In India, the company manufacturers and supplies its products made at a facility in Bhiwadi on the Delhi-Jaipur highway.

The company, which provides inks to the flexible packaging products in the country, is making a case for toluene-free (an aromatic hydrocarbon derivative) inks to keep the harmful affects of this from various stakeholders in the industry from making inks to its usage in flexible packaging.

Ashish Pradhan, Chief Executive Officer, said the voluntary India standards IS 15495:2004 relating to “Printing Ink for food packaging –Code of Practice” prescribes guidelines for printing inks for use on food packages.

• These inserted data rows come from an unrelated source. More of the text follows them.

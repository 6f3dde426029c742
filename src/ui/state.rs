//! Application state management structures.
//!
//! This module contains the state the window keeps next to the diagram: the visual flags the
//! diagram pushes through its render surface, the pointer interaction in progress, and the
//! application struct tying the async task set to the egui frame loop.

use crate::diagram::Diagram;
use crate::error::Result;
use crate::layers::{Fade, Layer, LayerKey};
use crate::persistence::MemoryStore;
use crate::render::RenderSurface;
use crate::settings::Settings;
use eframe::egui;
use std::cell::RefCell;
use std::collections::{HashMap, HashSet};
use std::path::PathBuf;
use std::rc::Rc;

/// Visual state driven by the diagram through [`EguiSurface`].
#[derive(Debug, Default)]
pub struct SurfaceState {
    /// Whether a layer payload is being fetched
    pub loading: bool,
    /// Whether the toolbar panel is shown
    pub toolbar: bool,
    /// Whether group boxes are drawn
    pub grouping: bool,
    pub float_mode: bool,
    /// Whether device IP address labels are drawn
    pub ip_labels: bool,
    /// Group overlays hidden while their group is focused
    pub hidden_overlays: HashSet<(LayerKey, usize)>,
    /// Dismiss button of the focused group, per layer, in world space
    pub close_buttons: HashMap<LayerKey, egui::Pos2>,
    /// Layers with live primitives
    pub layers: HashSet<LayerKey>,
    /// Something changed since the last frame
    pub dirty: bool,
}

/// Render surface painting into the egui window.
///
/// Geometry is read straight from the diagram state every frame; the surface only keeps the
/// decorations and flags the diagram toggles.
#[derive(Debug, Clone, Default)]
pub struct EguiSurface {
    state: Rc<RefCell<SurfaceState>>,
}

impl EguiSurface {
    pub fn state(&self) -> std::cell::Ref<'_, SurfaceState> {
        self.state.borrow()
    }

    /// Returns and clears the dirty flag.
    pub fn take_dirty(&self) -> bool {
        std::mem::take(&mut self.state.borrow_mut().dirty)
    }

    fn with(&self, f: impl FnOnce(&mut SurfaceState)) {
        let mut state = self.state.borrow_mut();
        f(&mut state);
        state.dirty = true;
    }
}

impl RenderSurface for EguiSurface {
    fn create_layer(&mut self, key: LayerKey, id: &str, _root: bool) {
        log::debug!("creating primitives for layer {id}");
        self.with(|s| {
            s.layers.insert(key);
        });
    }

    fn build_layer(&mut self, _layer: &Layer, _settings: &Settings) {
        self.with(|_| {});
    }

    fn update_positions(&mut self, _layer: &Layer) {
        self.with(|_| {});
    }

    fn update_groups(&mut self, _layer: &Layer) {
        self.with(|_| {});
    }

    fn fade_layer(&mut self, _key: LayerKey, _fade: &Fade) {
        self.with(|_| {});
    }

    fn remove_layer(&mut self, key: LayerKey) {
        self.with(|s| {
            s.layers.remove(&key);
            s.close_buttons.remove(&key);
            s.hidden_overlays.retain(|(layer, _)| *layer != key);
        });
    }

    fn set_loading(&mut self, loading: bool) {
        self.with(|s| s.loading = loading);
    }

    fn set_group_overlay_visible(&mut self, key: LayerKey, group: usize, visible: bool) {
        self.with(|s| {
            if visible {
                s.hidden_overlays.remove(&(key, group));
            } else {
                s.hidden_overlays.insert((key, group));
            }
        });
    }

    fn set_close_button(&mut self, key: LayerKey, position: Option<egui::Pos2>) {
        self.with(|s| match position {
            Some(position) => {
                s.close_buttons.insert(key, position);
            }
            None => {
                s.close_buttons.remove(&key);
            }
        });
    }

    fn set_ip_labels_visible(&mut self, visible: bool) {
        self.with(|s| s.ip_labels = visible);
    }

    fn set_toolbar_visible(&mut self, visible: bool) {
        self.with(|s| s.toolbar = visible);
    }

    fn set_grouping_visible(&mut self, visible: bool) {
        self.with(|s| s.grouping = visible);
    }

    fn set_float_mode(&mut self, float_mode: bool) {
        self.with(|s| s.float_mode = float_mode);
    }

    fn teardown(&mut self) {
        self.with(|s| *s = SurfaceState::default());
    }
}

/// State related to pointer interactions with the canvas.
#[derive(Debug, Default)]
pub struct InteractionState {
    /// A node or group drag handed to the diagram is in progress
    pub dragging: bool,
    /// Whether the user is currently panning the canvas
    pub is_panning: bool,
    /// Node under the pointer, for the info tooltip
    pub hovered_node: Option<usize>,
    /// Text of the search box
    pub search: String,
    /// Whether the reset confirmation dialog is open
    pub confirm_reset: bool,
}

/// Startup options of the application.
#[derive(Debug, Clone)]
pub struct AppConfig {
    /// Scope of persisted keys
    pub diagram_id: String,
    /// Directory of JSON payloads; the built-in sample topology is used without one
    pub data_dir: Option<PathBuf>,
}

impl Default for AppConfig {
    fn default() -> Self {
        Self {
            diagram_id: "topology".to_string(),
            data_dir: None,
        }
    }
}

impl AppConfig {
    /// Reads the payload directory from the first command line argument.
    pub fn from_args() -> Self {
        Self {
            data_dir: std::env::args().nth(1).map(PathBuf::from),
            ..Self::default()
        }
    }
}

/// Main application state for the topology viewer.
pub struct TopologyApp {
    /// Runtime driving timers of the diagram's async operations
    pub(super) runtime: tokio::runtime::Runtime,
    /// Task set the diagram's futures run on, pumped once per frame
    pub(super) tasks: tokio::task::LocalSet,
    pub(super) diagram: Option<Diagram>,
    /// Slot the creation task fills once the root layer is loaded
    pub(super) pending: Rc<RefCell<Option<Result<Diagram>>>>,
    pub(super) surface: EguiSurface,
    /// Backend of the diagram's key-value store, snapshotted into eframe storage
    pub(super) memory: MemoryStore,
    pub(super) interaction: InteractionState,
    /// Errors reported by async operations, newest last
    pub(super) messages: Rc<RefCell<Vec<String>>>,
    /// Size of the canvas in the last frame
    pub(super) canvas_size: egui::Vec2,
}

“As a mater of policy, at Siegwerk, with revenues of over €1 billion, we decided to be away for toluene-based inks used in flexible packaging material. This meant, we have stayed away from nearly 85 per cent of the total addressable market in India,” he told BusinessLine .

Safety standards

From an industry perspective, in India, Food Safety and Standards Authority of India (FSSAI), is responsible for protecting and promoting public health through the regulation and supervision of food safety.

The food regulator along with the Bureau of Indian Standards oversee the regulatory aspects of safety in the inks used.

“In recent times, we have taken up the issue with these bodies and hope that they consider doing away with inks which have toluene-based ingredients. This will be both good for the industry and also people who manufacture them,” he said.

As per the voluntary standards, printing inks on direct food packaging such as wrappings that are applied on the outside of the food wrapper, have to comply with the norms and conform to the exclusion list of toxic substances.

Referring to the potential in the Indian market, he said the per capita consumption is about one-15th of developed markets and this is poised to grow over the years, he said.